As a hobbyist who does not really want to program, just tinkers when its handy or saves time, making that "window" above took over 3 months of studying when I could find any spare time a cross-platform toolkit which I never used before and 2 good days of using it the first time and fixing all the problems and working out alternative solutions and workarounds.

For example I could not get my original validator code to work. It counted how many "." were entered so only one decimal point and it also allowed only numbers to be entered. All other key codes got culled. Only problem is oh key presses like tab and enter got culled as well. Not having them handy, I flipped the logic around to the least restrictive approach and just culled the alphas. Still means further validation work to make sure its only valid numbers being entered at processing the input time.

I know the basics, but not doing this all the time I'm not the best at getting the shortest most efficient logic for processing GUI widgets the best or most efficient way. My brewing formulas are tight! 

Now after all that time it probably only took 20-30 minutes to write the actual honey calculations module which I use happily and productively all by myself without a GUI interface needed. 

20-30 minutes work effort for the same reward compared to 3 months, 2 days for the same reward 

Don't even mention printing, you have not seen the disgusting reams of code just to make that happen 



Cheers,
Brewer Pete


----------



## watchUburn (8/8/09)

You make me laugh.
I've never worked on a multi-platform application. It's usually something more along the lines of multi-browser for me.
Currently working on a .NET 3.5 machine to machine web service that provides access to a database from other states. No GUI thankfully 
And no printing...


----------



## Bribie G (8/8/09)

All the best with the project. I did Windows Microsoft Foundation Classes programming with C++ at uni about 8 years ago and still wake up screaming. Also Java and I didn't get on too well but I grew to love straight OO programming (little beer objects running round and interacting with little yeast objects?  )

Keep us informed, are you planning to go up against beersmith ?


----------



## pdilley (8/8/09)

All my guys do .Net 3.5 Web Service as well 

GUI is definately a lot of work for little payback.
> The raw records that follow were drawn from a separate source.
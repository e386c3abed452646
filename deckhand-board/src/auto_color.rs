//! Deterministic color assignment for project columns.
//!
//! A project created without an explicit color gets one keyed off its name,
//! so the same project renders the same color everywhere without storing a
//! preference. Colors come from a curated palette that reads well as column
//! headers on light and dark themes.

/// Curated palette of 12 project colors (6-char hex without `#`)
const PALETTE: &[&str] = &[
    "1d76db", // blue
    "0e8a16", // green
    "d73a4a", // red
    "e36209", // orange
    "5319e7", // purple
    "006b75", // teal
    "b60205", // dark red
    "fbca04", // gold
    "d876e3", // pink
    "0075ca", // ocean
    "008672", // sea green
    "7057ff", // violet
];

/// Deterministic palette color for a project name
pub fn project_color(name: &str) -> &'static str {
    let idx = (fnv1a(name) as usize) % PALETTE.len();
    PALETTE[idx]
}

/// FNV-1a hash (32-bit) for short strings
fn fnv1a(s: &str) -> u32 {
    let mut hash: u32 = 0x811c_9dc5;
    for byte in s.bytes() {
        hash ^= byte as u32;
        hash = hash.wrapping_mul(0x0100_0193);
    }
    hash
}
Michael, yes if I keep with it and get the wine/mead program finished, beer is next! I loathe the crap interfaces on all the current beer programs. Although making it run on Windows as well I'm making mine have crappier interfaces tham just Mac alone as cross-platform cuts down all the GUI elements to the mist weakest and lamest platform in the collection: Windows  A Mac only one would be very very slick on the interface, instead it makes is stuck with simpler windows designs.

Cheers,
Brewer Pete


----------



## pdilley (18/8/09)

Finally, a mead recipe program so easy to use I trust anyone with it. It is designed like most Mac OS X apps to be as simple as possible that you don't need a manual or be an expert to use the program.

Simply enter how much honey you have in weight and you do not even need to enter a desired finish gravity value. If you don't the best default finished gravity is selected for you. If you enter one you can customize your recipe to your desire. Only control you have is a slider to scale your recipe up or down by 100% so you can see how much you can fit inside your existing fermenter to maximise your fermentation volume capabilities.

JAO MEAD Recipe calculated on my latest Mead Program on LINUX (KDE this time)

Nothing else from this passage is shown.